My mother for example tells me that she always wakes up every morning at 3.33am. Well, for me it has always been 3.36am, so clearly we don’t have that in common. Then, suddenly I wake and the time has moved forward to 3.33am. Is this the witching hour? It strikes me as spooky that in a suburb not so far away, my mother too is probably looking at her clock and wondering why this time and why every night?
This alone might prove to be one of those creepy coincidences but there are more.
My mother for example cannot seem to keep her head straight in photographs. She always tilts it to the side. Mind you, she is better in front of a camera than behind one. Put a camera in her hands and most of the subjects in the photograph will not even have heads, tilted or not.

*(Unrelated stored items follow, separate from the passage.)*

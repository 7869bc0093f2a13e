//! Logging setup.
//!
//! `tracing` events are rendered as GitHub Actions workflow commands so the
//! runner can annotate them:
//!
//! | level         | rendered as       |
//! |---------------|-------------------|
//! | ERROR         | `::error::msg`    |
//! | WARN          | `::warning::msg`  |
//! | INFO          | `msg`             |
//! | DEBUG / TRACE | `::debug::msg`    |
//!
//! The filter defaults to debug output for this crate and warnings for
//! dependencies, and can be overridden with `RUST_LOG`.

use std::fmt;

use tracing::{Event, Level, Subscriber};
use tracing_subscriber::EnvFilter;
use tracing_subscriber::fmt::format::Writer;
use tracing_subscriber::fmt::{FmtContext, FormatEvent, FormatFields};
use tracing_subscriber::registry::LookupSpan;

use crate::workflow::escape_data;

const DEFAULT_FILTER: &str = "rust_toolchain_action=debug,warn";

/// Event formatter producing workflow commands.
#[derive(Debug, Clone, Copy, Default)]
pub struct WorkflowCommandFormat;

impl<S, N> FormatEvent<S, N> for WorkflowCommandFormat
where
    S: Subscriber + for<'a> LookupSpan<'a>,
    N: for<'a> FormatFields<'a> + 'static,
{
    fn format_event(
        &self,
        ctx: &FmtContext<'_, S, N>,
        mut writer: Writer<'_>,
        event: &Event<'_>,
    ) -> fmt::Result {
        let mut message = String::new();
        ctx.field_format()
            .format_fields(Writer::new(&mut message), event)?;

        let command = match *event.metadata().level() {
            Level::ERROR => "error",
            Level::WARN => "warning",
            Level::INFO => return writeln!(writer, "{message}"),
            Level::DEBUG | Level::TRACE => "debug",
        };
        writeln!(writer, "::{command}::{}", escape_data(&message))
    }
}

/// Installs the global subscriber writing workflow commands to stdout.
pub fn init() {
    let filter = EnvFilter::try_from_default_env().unwrap_or_else(|_| EnvFilter::new(DEFAULT_FILTER));

    tracing_subscriber::fmt()
        .with_env_filter(filter)
        .with_writer(std::io::stdout)
        .event_format(WorkflowCommandFormat)
        .init();
}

Anyway, I am all too aware of this rare genetic quirk and concentrate hard to keep my head straight when I am in a photo. But no, just before the click, there I go, involuntarily dropping my head left-wards. It's instinctive and impossible to change.
And then there are the wringing hands. My mother does it when she's thinking or telling an especially long story. I dangle mine by my side then clutch them behind my back. But the traitorous digits come together, one hand clasped over another, wringing them as if possessed.
My mother has reached that age where a conversation may be littered with medical references, including telling me about a recent infection. She knew it was coming, she said, because she feels a tingling down her arm. If she hadn't been in full flight with the story, I might have stopped her there. Mine might not be the arm, but I get a tingling under the chin before an infection. Suddenly the creepy coincidence adds a tingly dimension.
The verdict is out on whether these curious characteristics have any value. Perhaps it's a nice way to think about a woman with tingly arms, with wringing hands and a tilted head and who has shaped my life.